本月，也就是6月号的《Anesthesia & Analgesia 》主要的课题之一就是在“儿科麻醉”栏目中对麻醉是否影响儿童脑/神经系统发育进行了综合报道，既有正面意见又有反面意见。这个栏目中另外一篇综述值得推荐—— Neuroprotective Strategies for the Neonatal Brain (Review Article，Anesth Analg 2008 106: 1670-1680. 【IMPLICATIONS: Injury to the perinatal brain is a leading cause of death and disability in children. Understanding the pathophysiology of perinatal brain damage will help to identify potential targets for neuroprotective strategies.】 也就是新生儿的神经保护策略。在《Anesthesia & Analgesia 》的“危重病与创伤”栏目下，有三篇文献，分别是：
1. Peripheral Blood Hematocrit in Critically Ill Surgical Patients: An Imprecise Surrogate of True Red Blood Cell Volume
Anesth Analg 2008 106: 1808-1812.  
IMPLICATIONS: The peripheral blood hematocrit assayed in the clinical laboratory may not provide an accurate estimate of red blood cell volume in critically ill surgical patients. Measurement of plasma volume and red blood cell volume may provide a more accurate guide for blood transfusion requirements.
2. Free Cortisol in Sepsis and Septic Shock
Anesth Analg 2008 106: 1813-1819. 
IMPLICATIONS: Calculated free cortisol concentrations correlate well with total cortisol concentration, and free cortisol calculation does not predict unfavorable outcome better than total cortisol levels. Clinically, calculation of free cortisol does not help to identify patients who would benefit from corticoid treatment in severe sepsis and septic shock.
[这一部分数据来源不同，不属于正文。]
//! Dashboard repository for staff metrics and the public home page.

use std::collections::HashMap;

use chrono::NaiveDate;
use sea_orm::{
    ColumnTrait, DatabaseConnection, DbErr, EntityTrait, PaginatorTrait, QueryFilter, QueryOrder,
    QuerySelect, sea_query::Expr,
};
use uuid::Uuid;

use libris_core::dashboard::{
    BookBorrowCount, DashboardSummary, HOME_NEWEST_BOOKS, HOME_TOP_RATED_BOOKS, HomePage,
    LibraryTotals, RECENT_BORROWINGS, RecentBorrowing, StudentBorrowCount, TOP_LIST_SIZE,
};
use libris_shared::types::{BookId, UserId};

use crate::entities::{
    authors, books, borrow_records, categories, sea_orm_active_enums::BorrowStatus, users,
};

use super::book::BookRepository;
use super::borrow::{BorrowError, hydrate};

/// Dashboard repository.
#[derive(Debug, Clone)]
pub struct DashboardRepository {
    db: DatabaseConnection,
}

impl DashboardRepository {
    /// Creates a new dashboard repository.
    #[must_use]
    pub const fn new(db: DatabaseConnection) -> Self {
        Self { db }
    }

    /// Catalog and student totals.
    ///
    /// # Errors
    ///
    /// Returns an error if the database query fails.
    pub async fn totals(&self) -> Result<LibraryTotals, DbErr> {
        Ok(LibraryTotals {
            books: books::Entity::find().count(&self.db).await?,
            authors: authors::Entity::find().count(&self.db).await?,
            categories: categories::Entity::find().count(&self.db).await?,
            students: users::Entity::find()
                .filter(users::Column::IsStaff.eq(false))
                .count(&self.db)
                .await?,
        })
    }

    /// The staff dashboard as of `today`.
    ///
    /// # Errors
    ///
    /// Returns an error if the database query fails.
    pub async fn summary(&self, today: NaiveDate) -> Result<DashboardSummary, BorrowError> {
        let totals = self.totals().await?;

        let active = borrow_records::Entity::find()
            .filter(borrow_records::Column::Status.eq(BorrowStatus::Borrowed));
        let active_borrowings = active.clone().count(&self.db).await?;
        let overdue_borrowings = active
            .filter(borrow_records::Column::DueDate.lt(today))
            .count(&self.db)
            .await?;

        let recent = borrow_records::Entity::find()
            .order_by_desc(borrow_records::Column::BorrowDate)
            .order_by_desc(borrow_records::Column::Id)
            .limit(RECENT_BORROWINGS)
            .all(&self.db)
            .await?;
        let recent_borrowings = hydrate(&self.db, recent)
            .await?
            .into_iter()
            .map(|d| RecentBorrowing {
                id: d.record.id(),
                is_overdue: d.record.is_overdue(today),
                borrow_date: d.record.borrow_date(),
                due_date: d.record.due_date(),
                status: d.record.status(),
                username: d.student_username,
                book_title: d.book_title,
            })
            .collect();

        Ok(DashboardSummary {
            totals,
            active_borrowings,
            overdue_borrowings,
            top_books: self.top_books().await?,
            top_students: self.top_students().await?,
            recent_borrowings,
        })
    }

    /// The public home page.
    ///
    /// # Errors
    ///
    /// Returns an error if the database query fails.
    pub async fn home(&self) -> Result<HomePage, DbErr> {
        let books = BookRepository::new(self.db.clone());
        let totals = self.totals().await?;
        Ok(HomePage {
            newest_books: books.newest(HOME_NEWEST_BOOKS).await?,
            top_rated_books: books.top_rated(HOME_TOP_RATED_BOOKS).await?,
            total_books: totals.books,
            total_authors: totals.authors,
            total_students: totals.students,
        })
    }

    /// Ids ranked by borrow count on `column`, most borrowed first.
    async fn ranked(&self, column: borrow_records::Column) -> Result<Vec<(Uuid, u64)>, DbErr> {
        let rows: Vec<(Uuid, i64)> = borrow_records::Entity::find()
            .select_only()
            .column(column)
            .column_as(Expr::col(borrow_records::Column::Id).count(), "borrow_count")
            .group_by(column)
            .order_by_desc(Expr::col(borrow_records::Column::Id).count())
            .order_by_asc(column)
            .limit(TOP_LIST_SIZE)
            .into_tuple()
            .all(&self.db)
            .await?;
        Ok(rows
            .into_iter()
            .map(|(id, count)| (id, u64::try_from(count).unwrap_or_default()))
            .collect())
    }

    async fn top_books(&self) -> Result<Vec<BookBorrowCount>, DbErr> {
        let ranked = self.ranked(borrow_records::Column::BookId).await?;
        if ranked.is_empty() {
            return Ok(Vec::new());
        }
        let titles: HashMap<Uuid, String> = books::Entity::find()
            .filter(books::Column::Id.is_in(ranked.iter().map(|(id, _)| *id)))
            .select_only()
            .column(books::Column::Id)
            .column(books::Column::Title)
            .into_tuple::<(Uuid, String)>()
            .all(&self.db)
            .await?
            .into_iter()
            .collect();
        Ok(ranked
            .into_iter()
            .map(|(id, borrow_count)| BookBorrowCount {
                book_id: BookId::from_uuid(id),
                title: titles.get(&id).cloned().unwrap_or_default(),
                borrow_count,
            })
            .collect())
    }

    async fn top_students(&self) -> Result<Vec<StudentBorrowCount>, DbErr> {
        let ranked = self.ranked(borrow_records::Column::StudentId).await?;
        if ranked.is_empty() {
            return Ok(Vec::new());
        }
        let usernames: HashMap<Uuid, String> = users::Entity::find()
            .filter(users::Column::Id.is_in(ranked.iter().map(|(id, _)| *id)))
            .select_only()
            .column(users::Column::Id)
            .column(users::Column::Username)
            .into_tuple::<(Uuid, String)>()
            .all(&self.db)
            .await?
            .into_iter()
            .collect();
        Ok(ranked
            .into_iter()
            .map(|(id, borrow_count)| StudentBorrowCount {
                student_id: UserId::from_uuid(id),
                username: usernames.get(&id).cloned().unwrap_or_default(),
                borrow_count,
            })
            .collect())
    }
}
3. Vascular Endothelial Growth Factor in Severe Sepsis and Septic Shock
Anesth Analg 2008 106: 1820-1826. 
IMPLICATIONS: Serum vascular endothelial growth factor (VEGF) concentrations are increased in patients with severe sepsis. Although nonsurvivors have significantly lower levels than patients with better outcome, VEGF concentrations do not predict hospital mortality.
3篇文献发的共同点就是其所报道的指标——外周血红细胞压积、游离皮质醇以及血清内皮生长因子都不能用于有效评估病情或者用于预后评估；后两篇文献都是芬兰“Finnsepsis Study Group”的研究报告。